Starting off, the most important thing to do is use product you know is good. I decided that I wanted to use a Jin Xuan because all of the other variations of oolong tend to already have a roasted version out there. The coffee was selected by a local here who knows coffee and tea quite well. I was told that Brazil would be a lighter type of coffee and since I knew nothing, but trust my self with doing weird things, I went with it with no questions.
Before: The oolong shows promise as a straight tea… I better not kill it!
Before: Green coffee is ugly, smells awful, and I have no idea what it can be used for.
After: The light roast on the coffee left the colors unique in a way that makes them look somewhat like peanuts. After: Seems as if the Jin Xuan ended up just becoming a darker share of green and not leaning toward a brown at this level which means that I accomplished the light end via hue at this point.
Together it kind of looks like some odd trail mix…
To test the taste I selected 7g to which I have no idea what the breakdown is because the coffee and oolong both weight different, but it seems to be proportional.
On to the tasting, I had to use a regular teapot as this blend would be best to brew western because I believe gongfu’n some coffee would bring out some odd notes… but I have not tested that.The liquid came out really clear. The smell is kind of funky so I thought maybe I messed something up. Turns out that this is the first brew of anything that needs to rest a little before it actually taste right. The first brew was quite smooth with an odd creamy texture that I’m unsure where it is coming from; it might be the buttery mixture of the oolong and then something to do with the roasting of both.
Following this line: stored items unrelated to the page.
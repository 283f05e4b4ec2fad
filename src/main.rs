use clap::{Parser, Subcommand};
use std::path::PathBuf;
use storage_calc::cli::{self, Analysis};
use storage_calc::core::RadiusMethod;

#[derive(Parser)]
#[command(name = "storage-calc")]
#[command(about = "CO2 storage capacity and project economics from spreadsheet inputs")]
#[command(long_about = "storage-calc - CO2 storage calculator
Reads labelled parameters from a workbook sheet or CSV file and reports
storage capacity, plume extent and discounted cash-flow metrics.

COMMANDS:
  depleted   - Storage capacity of a depleted oil & gas field
  saline     - Storage efficiency, pressure and plume radius of a saline aquifer
  economics  - NPV, IRR, breakeven year and profitability index
  sheets     - List the sheets of an input file
  validate   - Check that every input is present and numeric
  config     - Print the effective configuration as YAML

INPUT LAYOUT:
  Each analysis reads one sheet. Parameters are found by exact label match
  in a label column and read from a value column. Sheet names, labels and
  columns can all be overridden with --config.

EXAMPLES:
  storage-calc depleted Calculations.xlsx
  storage-calc saline Calculations.xlsx --method dong-duan --method pressure-diffusion
  storage-calc economics Calculations.xlsx --years 20 --discount-rate 0.08
  storage-calc saline saline_inputs.csv -v")]
#[command(version)]
struct Cli {
    /// Show inputs and diagnostic logging
    #[arg(short, long, global = true)]
    verbose: bool,

    #[command(subcommand)]
    command: Commands,
}

#[derive(Subcommand)]
enum Commands {
    #[command(long_about = "Storage capacity of a depleted oil & gas field.

Reads the 'Depleted Field Storage' sheet (labels in column C, values in
column E) and reports produced volumes in reservoir barrels, the mass of
CO2 that fills them and the capacity of the original hydrocarbon volume.

REQUIRED LABELS:
  Original Oil in Place, Original Gas in Place, Gas Produced,
  Oil produced, Water Produced, Bg, Formation Oil Factor, CO2 Density")]
    /// Depleted-field storage capacity
    Depleted {
        /// Workbook (.xlsx, .xls, .ods) or CSV file
        file: PathBuf,

        /// YAML file overriding sheet names, labels and columns
        #[arg(short, long, env = "STORAGE_CALC_CONFIG")]
        config: Option<PathBuf>,
    },

    #[command(long_about = "Saline aquifer storage.

Reads the 'Saline Storage' sheet (labels in column C, values in column F)
and reports storage efficiency with and without dip, reservoir pressure,
the brine/CO2 density contrast and a plume radius and area per method.

RADIUS METHODS:
  dong-duan           - η·(γ·k/φ)^¼·√Q
  nordbotten          - same correlation, reported separately
  dong                - √(Q·t / (φ·h·k))
  pressure-diffusion  - √(Q·μ / (π·k·h·Δp)), needs 'CO2 Viscosity'

Without --method, the methods listed in the config are used
(dong-duan, dong and nordbotten by default).")]
    /// Saline-aquifer storage and plume extent
    Saline {
        /// Workbook (.xlsx, .xls, .ods) or CSV file
        file: PathBuf,

        /// YAML file overriding sheet names, labels and columns
        #[arg(short, long, env = "STORAGE_CALC_CONFIG")]
        config: Option<PathBuf>,

        /// Plume radius method (repeatable)
        #[arg(short, long = "method")]
        methods: Vec<RadiusMethod>,
    },

    #[command(long_about = "Discounted cash-flow economics.

Reads the 'Economic Analysis' sheet. Rows are found by label in the column
headed 'Variables'; yearly values start in column E. Year 0 cash flow is
-Capex; later years are Revenue - Opex.

OUTPUT:
  NPV, IRR, Years to Breakeven (first year with non-negative cumulative
  cash flow) and Profitability Index.")]
    /// Project economics (NPV, IRR, breakeven, PI)
    Economics {
        /// Workbook (.xlsx, .xls, .ods) or CSV file
        file: PathBuf,

        /// YAML file overriding sheet names, labels and columns
        #[arg(short, long, env = "STORAGE_CALC_CONFIG")]
        config: Option<PathBuf>,

        /// Number of project years to read (default: 10)
        #[arg(short, long)]
        years: Option<usize>,

        /// Discount rate as a fraction (default: 0.1)
        #[arg(short, long)]
        discount_rate: Option<f64>,
    },

    /// List the sheets of an input file
    Sheets {
        /// Workbook (.xlsx, .xls, .ods) or CSV file
        file: PathBuf,

        /// YAML file overriding sheet names
        #[arg(short, long, env = "STORAGE_CALC_CONFIG")]
        config: Option<PathBuf>,
    },

    #[command(long_about = "Check inputs without evaluating any formula.

Loads every input of each analysis and reports missing labels and
non-numeric values. Workbooks without an analysis' sheet skip that
analysis. Use --only to restrict the check.

EXAMPLE:
  storage-calc validate Calculations.xlsx --only saline --only economic")]
    /// Check that inputs are present and numeric
    Validate {
        /// Workbook (.xlsx, .xls, .ods) or CSV file
        file: PathBuf,

        /// YAML file overriding sheet names, labels and columns
        #[arg(short, long, env = "STORAGE_CALC_CONFIG")]
        config: Option<PathBuf>,

        /// Analysis to check: depleted, saline or economic (repeatable)
        #[arg(long)]
        only: Vec<Analysis>,
    },

    /// Print the effective configuration as YAML
    Config {
        /// YAML file to merge over the defaults
        #[arg(short, long, env = "STORAGE_CALC_CONFIG")]
        config: Option<PathBuf>,
    },
}

fn init_tracing(verbose: bool) {
    let default = if verbose {
        "storage_calc=debug"
    } else {
        "storage_calc=warn"
    };
    tracing_subscriber::fmt()
        .with_writer(std::io::stderr)
        .with_target(false)
        .with_env_filter(
            tracing_subscriber::EnvFilter::try_from_default_env()
                .unwrap_or_else(|_| default.into()),
        )
        .init();
}

fn main() -> anyhow::Result<()> {
    let cli = Cli::parse();
    init_tracing(cli.verbose);
    let verbose = cli.verbose;

    match cli.command {
        Commands::Depleted { file, config } => cli::depleted(file, config, verbose)?,

        Commands::Saline {
            file,
            config,
            methods,
        } => cli::saline(file, config, methods, verbose)?,

        Commands::Economics {
            file,
            config,
            years,
            discount_rate,
        } => cli::economics(file, config, years, discount_rate, verbose)?,

        Commands::Sheets { file, config } => cli::sheets(file, config)?,

        Commands::Validate { file, config, only } => cli::validate(file, config, only)?,

        Commands::Config { config } => cli::show_config(config)?,
    }

    Ok(())
}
Now, the second brew ended up having sour notes to it at first but then I came back to it a few minutes later and it was completely gone. This concerned me because I had thoughts that I had a whole failed batch.Thankfully this isn’t the case because this liquid just needs a little time to settle and those notes disappear Whew, that was a relief to find out!. So now that I have finished with my light roasted coffee and oolong, I find confidence knowing I might be able to move forward and go on to deeper roasted profiles and stronger coffee. From here it will be a balancing act, but I find it fun and enjoyable with lots of learning.